Table 1 shows details comparing the two groups with respect to their age, sex, etiology of hydrocephalus, and the shunt type. The comparison of the AIS and non-AIS group showed no difference between the two groups in sex, etiology of hydrocephalus and the shunt type. The AIS group was about ten years younger than the non-AIS group. This is due to the fact that there were nearly twice as many children less than ten years in the AIS group compared to the non-AIS group. In Table 2, factors assumed to influence the risk for shunt infection are listed. In the AIS group, 72 out of 86 patients had at least one risk factor (83.7 %). In the non-AIS group 126 patients had at least one risk factor (73.3 %), i.e. we could not detect a significant difference between the two groups (p = 0.0629; Fisher's exact test). The risk of shunt infection by age is characterized in more detail in Table 3. Patients initially assumed for higher risk had an infection rate of 3 % compared to patients assumed for normal risk. Former shunt infection resulted in 18.5 % a shunt infection, whereas only 4.3 % with no former shunt infection suffered from a shunt infection (p = 0.0124 Fisher's exact test; OR 5.0; 95% CI 1.6 – 16.0) (Table 4).

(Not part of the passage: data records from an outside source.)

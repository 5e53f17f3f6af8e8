//! Matching inbound payment events to pending signups.

use std::sync::Arc;
use std::time::Duration;

use serde::{Deserialize, Serialize};

use crate::account::{AccountStatus, CreationOutcome, CreationStatus, PendingAccount, ReferenceId};
use crate::account_creator::AccountCreator;
use crate::amount::{AssetAmount, HiveAmount};
use crate::constants::{unix_millis, DEFAULT_ACCOUNT_CREATION_TIMEOUT};
use crate::error::SignupError;
use crate::ledger::Ledger;

/// A transfer reported by the payment webhook.
#[derive(Debug, Clone, PartialEq, Eq, Serialize, Deserialize)]
pub struct PaymentEvent {
    pub from: String,
    /// `<magnitude> <UNIT>`, e.g. `0.750 HIVE`.
    pub amount: String,
    /// Carries the reference id.
    pub memo: String,
}

/// Why an event did not settle a signup. None of these are failures.
#[derive(Debug, Clone, PartialEq, Eq)]
pub enum IgnoreReason {
    /// Memo matches no signup.
    UnknownReference,
    /// Signup was already paid, e.g. a webhook replay.
    AlreadySettled,
    /// Free signups are not settled by payment.
    NotPayable,
    WrongAsset { symbol: String },
    /// Not accumulated: a later top-up is compared on its own.
    Underpaid { received: HiveAmount, owed: HiveAmount },
}

impl IgnoreReason {
    pub fn as_str(&self) -> &'static str {
        match self {
            IgnoreReason::UnknownReference => "unknown_reference",
            IgnoreReason::AlreadySettled => "already_settled",
            IgnoreReason::NotPayable => "not_payable",
            IgnoreReason::WrongAsset { .. } => "wrong_asset",
            IgnoreReason::Underpaid { .. } => "underpaid",
        }
    }
}

#[derive(Debug, Clone, PartialEq)]
pub enum Reconciliation {
    /// This event flipped the signup to paid; `creation` is the downstream result.
    Accepted {
        account: PendingAccount,
        creation: CreationOutcome,
    },
    Ignored(IgnoreReason),
}

impl Reconciliation {
    pub fn as_str(&self) -> &'static str {
        match self {
            Reconciliation::Accepted { .. } => "accepted",
            Reconciliation::Ignored(reason) => reason.as_str(),
        }
    }
}

pub struct Reconciler<A> {
    ledger: Arc<dyn Ledger>,
    creator: A,
    creation_timeout: Duration,
}

impl<A: AccountCreator> Reconciler<A> {
    pub fn new(ledger: Arc<dyn Ledger>, creator: A) -> Self {
        Self {
            ledger,
            creator,
            creation_timeout: DEFAULT_ACCOUNT_CREATION_TIMEOUT,
        }
    }

    /// Upper bound on one account-creation call. A pending attempt older than
    /// twice this is treated as abandoned and may be retried.
    pub fn with_creation_timeout(mut self, timeout: Duration) -> Self {
        self.creation_timeout = timeout;
        self
    }

    /// Apply one payment event.
    ///
    /// Only a malformed amount or a ledger failure is an error. Exactly one
    /// event per signup can ever be `Accepted`, so account creation is
    /// triggered at most once per signup from this path.
    pub async fn reconcile(&self, event: &PaymentEvent) -> Result<Reconciliation, SignupError> {
        let paid: AssetAmount = event.amount.parse()?;
        let reference_id = ReferenceId::from(event.memo.as_str());

        let account = match self.ledger.find_by_reference_id(&reference_id) {
            Ok(account) => account,
            Err(e) if e.is_not_found() => {
                tracing::debug!(memo = %event.memo, from = %event.from, "payment memo matches no signup");
                return Ok(Reconciliation::Ignored(IgnoreReason::UnknownReference));
            }
            Err(e) => return Err(e),
        };

        if account.status == AccountStatus::Paid {
            tracing::info!(reference_id = %reference_id, "payment for settled signup ignored");
            return Ok(Reconciliation::Ignored(IgnoreReason::AlreadySettled));
        }

        let Some(terms) = account.terms.paid() else {
            return Ok(Reconciliation::Ignored(IgnoreReason::NotPayable));
        };

        if !paid.is_hive() {
            tracing::warn!(
                reference_id = %reference_id,
                symbol = %paid.symbol,
                "payment in unexpected asset ignored"
            );
            return Ok(Reconciliation::Ignored(IgnoreReason::WrongAsset {
                symbol: paid.symbol,
            }));
        }

        if paid.amount < terms.payment_amount_hive {
            tracing::info!(
                reference_id = %reference_id,
                received = %paid.amount,
                owed = %terms.payment_amount_hive,
                "underpayment left pending"
            );
            return Ok(Reconciliation::Ignored(IgnoreReason::Underpaid {
                received: paid.amount,
                owed: terms.payment_amount_hive,
            }));
        }

        // A concurrent delivery may have won between the read and here.
        let account = match self.ledger.mark_paid(&reference_id) {
            Ok(account) => account,
            Err(e) if e.is_not_found() => {
                return Ok(Reconciliation::Ignored(IgnoreReason::AlreadySettled))
            }
            Err(e) => return Err(e),
        };

        tracing::info!(
            reference_id = %reference_id,
            username = %account.username,
            from = %event.from,
            amount = %paid.amount,
            "signup paid"
        );

        let creation = self.fulfil(&account).await;
        Ok(Reconciliation::Accepted { account, creation })
    }

    /// Re-run account creation for a paid signup whose last attempt failed
    /// or was abandoned. Returns the record with its updated creation status.
    ///
    /// Fails with `CreationInProgress` while an earlier attempt may still be
    /// running, so a signup never has two creation calls in flight.
    pub async fn retry_creation(&self, id: &ReferenceId) -> Result<PendingAccount, SignupError> {
        let account = self.ledger.find_by_reference_id(id)?;
        if account.status != AccountStatus::Paid {
            return Err(SignupError::NotFound(format!("signup {id} is not paid")));
        }
        if account.creation_status == Some(CreationStatus::Created) {
            tracing::info!(reference_id = %id, "account already created, retry skipped");
            return Ok(account);
        }

        let window = self.creation_timeout.saturating_mul(2).as_millis() as i64;
        let stale_before = unix_millis().saturating_sub(window);
        let Some(claimed) = self.ledger.claim_creation_retry(id, stale_before)? else {
            let current = self.ledger.find_by_reference_id(id)?;
            if current.creation_status == Some(CreationStatus::Created) {
                return Ok(current);
            }
            return Err(SignupError::CreationInProgress(format!(
                "signup {id} has an account-creation attempt in flight"
            )));
        };

        tracing::info!(
            reference_id = %id,
            previous = account.creation_status.map(|s| s.as_str()),
            "retrying account creation"
        );
        self.fulfil(&claimed).await;
        self.ledger.find_by_reference_id(id)
    }

    async fn fulfil(&self, account: &PendingAccount) -> CreationOutcome {
        let outcome = match self
            .creator
            .create_account(&account.reference_id, &account.username)
            .await
        {
            Ok(()) => {
                tracing::info!(
                    reference_id = %account.reference_id,
                    username = %account.username,
                    "account created"
                );
                CreationOutcome::Created
            }
            Err(e) => {
                tracing::error!(
                    reference_id = %account.reference_id,
                    username = %account.username,
                    error = %e,
                    "account creation failed after payment was accepted"
                );
                CreationOutcome::Failed(e.to_string())
            }
        };

        if let Err(e) = self.ledger.record_creation(&account.reference_id, &outcome) {
            tracing::error!(
                reference_id = %account.reference_id,
                outcome = outcome.status().as_str(),
                error = %e,
                "failed to record account creation outcome"
            );
        }

        outcome
    }
}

Table 1 Demographic data, classification of hydrocephalus and shunt type
Table 2 Risk factors for shunt infection independent of the treatment (AIS vs non-AIS)
Table 3 Risk of shuntinfection by age
Table 4 Risk of shunt infection by former shuntinfection

The rates of shunt infections related to the risk factors and the kind of treatment (AIS vs non-AIS) are summarized in Table 5. In patients with no risk factors at all, only one patient with non-AIS suffered from shunt infection. In patients with one or more risk factors, the rate for shunt infection was 7.14 % in patients with non-AIS and 6.94 % in patients with AIS. If one disregards treatment the difference of 1.7% shunt infections in patients without risk factors and 7.1% in patients with at least one risk factor is not significant (p = 0.2038, OR = 4.5; 95% CI 0.6 – 34.9).

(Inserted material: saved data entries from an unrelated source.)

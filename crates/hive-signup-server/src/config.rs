use std::env;
use std::time::Duration;

use hive_signup::constants::{
    COINGECKO_PRICE_URL, DEFAULT_ACCOUNT_CREATION_TIMEOUT, DEFAULT_HIVE_API_NODES,
    DEFAULT_MAX_HIVE_MILLI, DEFAULT_MIN_HIVE_MILLI, DEFAULT_PAID_ACCOUNT_PRICE_CENTS,
    DEFAULT_PRICE_REFRESH_INTERVAL,
};
use hive_signup::{
    AmountBounds, HiveAmount, PricingConfig, UsdAmount, WidgetConfig, WidgetEnvironment,
};
use url::Url;

const DEFAULT_PORT: u16 = 3000;
const DEFAULT_DB_PATH: &str = "./accounts.db";
const DEFAULT_BASE_URL: &str = "http://localhost:3000";
const DEFAULT_RATE_LIMIT_RPM: u32 = 60;

#[derive(Clone)]
pub struct SignupConfig {
    pub port: u16,
    /// SQLite ledger path
    pub db_path: String,
    /// USD price of a paid account
    pub paid_account_price: UsdAmount,
    pub price_update_interval: Duration,
    /// Safety bounds for HIVE quotes
    pub bounds: AmountBounds,
    pub price_feed_url: String,
    /// Hive API nodes for username availability, tried in order
    pub hive_api_nodes: Vec<String>,
    /// Hive account that receives payments
    pub receiving_account: String,
    /// Public base URL used for widget redirects
    pub base_url: String,
    pub transak_api_key: Option<String>,
    pub environment: WidgetEnvironment,
    /// Endpoint that creates the on-chain account after payment
    pub account_creator_url: String,
    /// HMAC secret for signing account-creation requests (None = unsigned)
    pub account_creator_secret: Option<Vec<u8>>,
    pub account_creator_timeout: Duration,
    pub allowed_origins: Vec<String>,
    pub rate_limit_rpm: u32,
    /// Bearer token required for /metrics (None = public)
    pub metrics_token: Option<String>,
    /// Bearer token for /api/admin (None = admin API disabled)
    pub admin_token: Option<String>,
}

impl std::fmt::Debug for SignupConfig {
    fn fmt(&self, f: &mut std::fmt::Formatter<'_>) -> std::fmt::Result {
        f.debug_struct("SignupConfig")
            .field("port", &self.port)
            .field("db_path", &self.db_path)
            .field("paid_account_price", &self.paid_account_price)
            .field("price_update_interval", &self.price_update_interval)
            .field("bounds", &self.bounds)
            .field("price_feed_url", &self.price_feed_url)
            .field("hive_api_nodes", &self.hive_api_nodes)
            .field("receiving_account", &self.receiving_account)
            .field("base_url", &self.base_url)
            .field(
                "transak_api_key",
                &self.transak_api_key.as_ref().map(|_| "[REDACTED]"),
            )
            .field("environment", &self.environment)
            .field("account_creator_url", &self.account_creator_url)
            .field(
                "account_creator_secret",
                &self.account_creator_secret.as_ref().map(|_| "[REDACTED]"),
            )
            .field("account_creator_timeout", &self.account_creator_timeout)
            .field("allowed_origins", &self.allowed_origins)
            .field("rate_limit_rpm", &self.rate_limit_rpm)
            .field(
                "metrics_token",
                &self.metrics_token.as_ref().map(|_| "[REDACTED]"),
            )
            .field(
                "admin_token",
                &self.admin_token.as_ref().map(|_| "[REDACTED]"),
            )
            .finish()
    }
}

impl SignupConfig {
    pub fn from_env() -> Result<Self, ConfigError> {
        Self::from_vars(|key| env::var(key).ok())
    }

    /// Build the config from any variable source. Empty values count as unset.
    pub fn from_vars(var: impl Fn(&str) -> Option<String>) -> Result<Self, ConfigError> {
        let var = |key: &str| var(key).map(|v| v.trim().to_string()).filter(|v| !v.is_empty());

        // Required: receiving account and account-creation endpoint
        let receiving_account =
            var("HIVE_RECEIVING_ACCOUNT").ok_or(ConfigError::MissingRequired("HIVE_RECEIVING_ACCOUNT"))?;
        let account_creator_url =
            var("ACCOUNT_CREATOR_URL").ok_or(ConfigError::MissingRequired("ACCOUNT_CREATOR_URL"))?;
        Url::parse(&account_creator_url)
            .map_err(|_| ConfigError::InvalidUrl(account_creator_url.clone()))?;

        let port = var("PORT")
            .and_then(|s| s.parse().ok())
            .unwrap_or(DEFAULT_PORT);

        let db_path = var("DB_PATH").unwrap_or_else(|| DEFAULT_DB_PATH.to_string());

        let paid_account_price = match var("PAID_ACCOUNT_PRICE_USD") {
            Some(s) => s.parse::<UsdAmount>().map_err(|e| ConfigError::InvalidAmount {
                var: "PAID_ACCOUNT_PRICE_USD",
                reason: e.to_string(),
            })?,
            None => UsdAmount::from_cents(DEFAULT_PAID_ACCOUNT_PRICE_CENTS),
        };

        let price_update_interval = var("PRICE_UPDATE_INTERVAL_SECS")
            .and_then(|s| s.parse::<u64>().ok())
            .filter(|secs| *secs > 0)
            .map(Duration::from_secs)
            .unwrap_or(DEFAULT_PRICE_REFRESH_INTERVAL);

        let min = hive_amount(&var, "MIN_HIVE_AMOUNT", DEFAULT_MIN_HIVE_MILLI)?;
        let max = hive_amount(&var, "MAX_HIVE_AMOUNT", DEFAULT_MAX_HIVE_MILLI)?;
        let bounds =
            AmountBounds::new(min, max).map_err(|e| ConfigError::InvalidBounds(e.to_string()))?;

        let price_feed_url =
            var("PRICE_FEED_URL").unwrap_or_else(|| COINGECKO_PRICE_URL.to_string());
        Url::parse(&price_feed_url).map_err(|_| ConfigError::InvalidUrl(price_feed_url.clone()))?;

        let hive_api_nodes: Vec<String> = var("HIVE_API_NODES")
            .map(|s| {
                s.split(',')
                    .map(|n| n.trim().to_string())
                    .filter(|n| !n.is_empty())
                    .collect()
            })
            .unwrap_or_else(|| DEFAULT_HIVE_API_NODES.iter().map(|n| n.to_string()).collect());
        for node in &hive_api_nodes {
            Url::parse(node).map_err(|_| ConfigError::InvalidUrl(node.clone()))?;
        }

        let base_url = var("BASE_URL").unwrap_or_else(|| DEFAULT_BASE_URL.to_string());
        Url::parse(&base_url).map_err(|_| ConfigError::InvalidUrl(base_url.clone()))?;

        let transak_api_key = var("TRANSAK_API_KEY");
        let environment = WidgetEnvironment::from_name(&var("SIGNUP_ENVIRONMENT").unwrap_or_default());

        let account_creator_secret = var("ACCOUNT_CREATOR_SECRET").map(String::into_bytes);
        let account_creator_timeout = var("ACCOUNT_CREATOR_TIMEOUT_SECS")
            .and_then(|s| s.parse::<u64>().ok())
            .filter(|secs| *secs > 0)
            .map(Duration::from_secs)
            .unwrap_or(DEFAULT_ACCOUNT_CREATION_TIMEOUT);

        let allowed_origins: Vec<String> = var("ALLOWED_ORIGINS")
            .map(|s| {
                s.split(',')
                    .map(|o| o.trim().to_string())
                    .filter(|o| !o.is_empty())
                    .collect()
            })
            .unwrap_or_else(|| vec![DEFAULT_BASE_URL.to_string()]);

        let rate_limit_rpm = var("RATE_LIMIT_RPM")
            .and_then(|s| s.parse::<u32>().ok())
            .filter(|rpm| *rpm > 0)
            .unwrap_or(DEFAULT_RATE_LIMIT_RPM);

        let metrics_token = var("METRICS_TOKEN");
        let admin_token = var("ADMIN_TOKEN");

        if account_creator_secret.is_none() {
            tracing::warn!(
                "ACCOUNT_CREATOR_SECRET not set, account-creation requests will be unsigned"
            );
        }
        if transak_api_key.is_none() {
            tracing::warn!("TRANSAK_API_KEY not set, payment widget will not load");
        }
        if metrics_token.is_none() {
            tracing::warn!("METRICS_TOKEN not set, /metrics endpoint is publicly accessible");
        }
        if admin_token.is_none() {
            tracing::info!("ADMIN_TOKEN not set, admin endpoints are disabled");
        }

        Ok(Self {
            port,
            db_path,
            paid_account_price,
            price_update_interval,
            bounds,
            price_feed_url,
            hive_api_nodes,
            receiving_account,
            base_url,
            transak_api_key,
            environment,
            account_creator_url,
            account_creator_secret,
            account_creator_timeout,
            allowed_origins,
            rate_limit_rpm,
            metrics_token,
            admin_token,
        })
    }

    pub fn pricing(&self) -> PricingConfig {
        PricingConfig {
            paid_account_price: self.paid_account_price,
            bounds: self.bounds,
        }
    }

    pub fn widget(&self) -> WidgetConfig {
        WidgetConfig {
            api_key: self.transak_api_key.clone(),
            environment: self.environment,
            receiving_account: self.receiving_account.clone(),
            base_url: self.base_url.clone(),
        }
    }
}

fn hive_amount(
    var: &impl Fn(&str) -> Option<String>,
    key: &'static str,
    default_milli: u64,
) -> Result<HiveAmount, ConfigError> {
    match var(key) {
        Some(s) => s.parse::<HiveAmount>().map_err(|e| ConfigError::InvalidAmount {
            var: key,
            reason: e.to_string(),
        }),
        None => Ok(HiveAmount::from_milli(default_milli)),
    }
}

#[derive(Debug, thiserror::Error)]
pub enum ConfigError {
    #[error("missing required environment variable: {0}")]
    MissingRequired(&'static str),

    #[error("invalid URL: {0}")]
    InvalidUrl(String),

    #[error("invalid amount in {var}: {reason}")]
    InvalidAmount { var: &'static str, reason: String },

    #[error("invalid HIVE bounds: {0}")]
    InvalidBounds(String),
}

#[cfg(test)]
mod tests {
    use super::*;
    use std::collections::HashMap;

    fn load(pairs: &[(&str, &str)]) -> Result<SignupConfig, ConfigError> {
        let vars: HashMap<String, String> = pairs
            .iter()
            .map(|(k, v)| (k.to_string(), v.to_string()))
            .collect();
        SignupConfig::from_vars(|k| vars.get(k).cloned())
    }

    const REQUIRED: [(&str, &str); 2] = [
        ("HIVE_RECEIVING_ACCOUNT", "signup.hive"),
        ("ACCOUNT_CREATOR_URL", "https://creator.internal/create"),
    ];

    #[test]
    fn defaults_apply() {
        let config = load(&REQUIRED).unwrap();
        assert_eq!(config.port, 3000);
        assert_eq!(config.db_path, "./accounts.db");
        assert_eq!(config.paid_account_price.cents(), 300);
        assert_eq!(config.price_update_interval, Duration::from_secs(300));
        assert_eq!(config.bounds.min().milli(), 1_000);
        assert_eq!(config.bounds.max().milli(), 10_000);
        assert_eq!(config.hive_api_nodes.len(), 4);
        assert_eq!(config.environment, WidgetEnvironment::Staging);
        assert_eq!(config.account_creator_timeout, Duration::from_secs(30));
        assert_eq!(config.rate_limit_rpm, 60);
        assert!(config.admin_token.is_none());
    }

    #[test]
    fn missing_required_is_reported() {
        let err = load(&[("ACCOUNT_CREATOR_URL", "https://creator.internal")]).unwrap_err();
        assert!(matches!(err, ConfigError::MissingRequired("HIVE_RECEIVING_ACCOUNT")));

        let err = load(&[("HIVE_RECEIVING_ACCOUNT", "signup.hive")]).unwrap_err();
        assert!(matches!(err, ConfigError::MissingRequired("ACCOUNT_CREATOR_URL")));
    }

    #[test]
    fn overrides_are_parsed() {
        let mut pairs = REQUIRED.to_vec();
        pairs.extend([
            ("PORT", "8080"),
            ("PAID_ACCOUNT_PRICE_USD", "$5.50"),
            ("MIN_HIVE_AMOUNT", "0.5"),
            ("MAX_HIVE_AMOUNT", "20.000"),
            ("HIVE_API_NODES", "https://a.example, https://b.example"),
            ("SIGNUP_ENVIRONMENT", "production"),
            ("ACCOUNT_CREATOR_TIMEOUT_SECS", "5"),
            ("ALLOWED_ORIGINS", "https://a.example,https://b.example"),
        ]);
        let config = load(&pairs).unwrap();
        assert_eq!(config.port, 8080);
        assert_eq!(config.paid_account_price.cents(), 550);
        assert_eq!(config.bounds.min().milli(), 500);
        assert_eq!(config.bounds.max().milli(), 20_000);
        assert_eq!(config.hive_api_nodes, vec!["https://a.example", "https://b.example"]);
        assert_eq!(config.environment, WidgetEnvironment::Production);
        assert_eq!(config.account_creator_timeout, Duration::from_secs(5));
        assert_eq!(config.allowed_origins.len(), 2);
    }

    #[test]
    fn invalid_values_are_rejected() {
        let mut pairs = REQUIRED.to_vec();
        pairs.push(("MIN_HIVE_AMOUNT", "20"));
        assert!(matches!(load(&pairs), Err(ConfigError::InvalidBounds(_))));

        let mut pairs = REQUIRED.to_vec();
        pairs.push(("PAID_ACCOUNT_PRICE_USD", "three"));
        assert!(matches!(load(&pairs), Err(ConfigError::InvalidAmount { .. })));

        let mut pairs = REQUIRED.to_vec();
        pairs.push(("BASE_URL", "not a url"));
        assert!(matches!(load(&pairs), Err(ConfigError::InvalidUrl(_))));
    }

    #[test]
    fn debug_redacts_secrets() {
        let mut pairs = REQUIRED.to_vec();
        pairs.extend([
            ("ACCOUNT_CREATOR_SECRET", "creator-secret-value"),
            ("ADMIN_TOKEN", "admin-token-value"),
            ("TRANSAK_API_KEY", "transak-key-value"),
        ]);
        let dbg = format!("{:?}", load(&pairs).unwrap());
        assert!(!dbg.contains("creator-secret-value"));
        assert!(!dbg.contains("admin-token-value"));
        assert!(!dbg.contains("transak-key-value"));
        assert!(dbg.contains("[REDACTED]"));
    }
}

Table 5 Comparing rate of shuntinfection by risk factors and AIS vs non-AIS

Analysis of the single factors together with the influence of treatment, i.e. using AIS catheters or not, on the risk of a shunt infection, showed that only a former shunt infection (see Table 2) were significantly related to a higher risk for suffering from shunt infection. The use of AIS or non-AIS had no significant advantage. (p = 0.8611; multiple logistic regression). Also significantly related to a shunt infection was the number of shunt surgeries. 598 surgical interventions had been performed, 190 interventions in the AIS group (2.21 interventions per patient), 408 in the non-AIS group (2.37 interventions per patient) (Wilcoxon test, p = 0.3063). There was no shunt infection in the group of patients on whom only one shunt surgery was performed. In patients who had undergone at least two shunt surgeries, we observed 15 out of 166 patients with shunt infections, i.e. 9% (p = 0.0015; Fisher's exact test). Comparing the 52 patients with AIS and the 114 patients without AIS with respect to the incidence of shunt infections, we obtain 5/52 (9.6 %) and 10/114 (8.8 %), respectively (p = 1.0; Fisher's exact test), see Table 6.

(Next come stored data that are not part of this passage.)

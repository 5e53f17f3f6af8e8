pub mod account;
pub mod admin;
pub mod health;
pub mod payment;
pub mod pricing;

use actix_web::web;

use crate::error::ApiError;
use crate::state::Backend;

/// JSON body limit for API requests.
pub const JSON_LIMIT: usize = 65_536;

/// JSON extractor config: 64 KiB limit, parse errors as `{error}` 400s.
pub fn json_config() -> web::JsonConfig {
    web::JsonConfig::default()
        .limit(JSON_LIMIT)
        .error_handler(|err, _req| ApiError::BadRequest(err.to_string()).into())
}

/// Mount every route: `/health`, `/metrics` and the `/api` scope.
pub fn configure<B: Backend>(cfg: &mut web::ServiceConfig) {
    health::configure::<B>(cfg);
    cfg.service(
        web::scope("/api")
            .configure(account::configure::<B>)
            .configure(payment::configure::<B>)
            .configure(pricing::configure::<B>)
            .configure(admin::configure::<B>),
    );
}
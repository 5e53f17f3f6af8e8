//! CORS configuration for the signup API.

use actix_cors::Cors;

/// Build the CORS middleware from allowed origins. `*` allows any origin.
pub fn build_cors(allowed_origins: &[String]) -> Cors {
    let allowed = allowed_origins.to_vec();
    Cors::default()
        .allowed_origin_fn(move |origin, _req_head| {
            let origin_str = origin.to_str().unwrap_or("");
            allowed.iter().any(|a| a == "*" || a == origin_str)
        })
        .allowed_methods(vec!["GET", "POST", "OPTIONS"])
        .allowed_headers(vec![
            actix_web::http::header::AUTHORIZATION,
            actix_web::http::header::ACCEPT,
            actix_web::http::header::CONTENT_TYPE,
        ])
        .max_age(3600)
}
/// Parse a date-time literal.
///
/// Two-digit years below 69 are in the 2000s, the rest in the 1900s. A
/// literal without a zone is read in the local time zone.
pub fn parse_datetime(raw: &str) -> Result<DateTime<FixedOffset>, String> {
    let text = raw.trim();
    let caps = DATETIME_PARTS
        .captures(text)
        .ok_or_else(|| format!("unrecognized date-time '{}'", text))?;

    let number = |index: usize| -> Result<u32, String> {
        caps.get(index).map_or(Ok(0), |m| {
            m.as_str()
                .parse::<u32>()
                .map_err(|e| format!("invalid date-time field '{}': {}", m.as_str(), e))
        })
    };

    let year_text = caps.get(1).map_or("", |m| m.as_str());
    let mut year: i32 = year_text
        .parse()
        .map_err(|e| format!("invalid year '{}': {}", year_text, e))?;
    if year_text.len() == 2 {
        year += if year < 69 { 2000 } else { 1900 };
    }

    let date = NaiveDate::from_ymd_opt(year, number(2)?, number(3)?)
        .ok_or_else(|| format!("invalid date '{}'", text))?;
    let time = NaiveTime::from_hms_opt(number(4)?, number(5)?, number(6)?)
        .ok_or_else(|| format!("invalid time '{}'", text))?;
    let naive = date.and_time(time);

    match caps.get(7).map(|m| m.as_str()) {
        None => Local
            .from_local_datetime(&naive)
            .earliest()
            .map(|dt| dt.fixed_offset())
            .ok_or_else(|| format!("'{}' does not exist in the local time zone", text)),
        Some(zone) if zone.eq_ignore_ascii_case("z") => Ok(Utc.from_utc_datetime(&naive).fixed_offset()),
        Some(zone) => parse_offset(zone)?
            .from_local_datetime(&naive)
            .single()
            .ok_or_else(|| format!("invalid date-time '{}'", text)),
    }
}

/// `+hhmm` or `+hh:mm`
fn parse_offset(zone: &str) -> Result<FixedOffset, String> {
    let sign = if zone.starts_with('-') { -1 } else { 1 };
    let digits: Vec<char> = zone.chars().skip(1).filter(|c| *c != ':').collect();
    let field = |chars: &[char]| -> Result<i32, String> {
        chars
            .iter()
            .collect::<String>()
            .parse()
            .map_err(|e| format!("invalid zone '{}': {}", zone, e))
    };
    let (hours, minutes) = digits.split_at(digits.len().min(2));
    let hours = field(hours)?;
    let minutes = field(minutes)?;

    FixedOffset::east_opt(sign * (hours * 3600 + minutes * 60))
        .ok_or_else(|| format!("zone offset out of range '{}'", zone))
}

Table 6 Comparing rate of shuntinfection by the number of shunt surgery and AIS vs non-AIS

In Table 7, patients who suffered from shunt infection are presented in detail. Fourteen infections occurred within the first 6 months after shunt insertion independently of the type of shunt used (AIS or non-AIS). The most frequent pathogen for shunt infection was S. epidermidis. In the AIS group one out of five bacteria could not be classified, furthermore no antibiogram was available. Only in one patient the S. epidermidis was resistant to clindamycin and rifampicin. In the other three patients S. epidermidis and S. aureus were sensitive to both antibiotics. In the non-AIS shunt infection group, only two patients had an infection with S. aureus or S. epidermidis, which were sensitive to both antibiotics (clindamycin and rifampicin).

Table 7 Shunt infections, clinical data, AIS vs non-AIS, pathogens and antibiograms.

Patient ID 9 showed a skin ulceration 178 days after shunt implantation, patient ID 14 showed a galea ulceration after 148 days.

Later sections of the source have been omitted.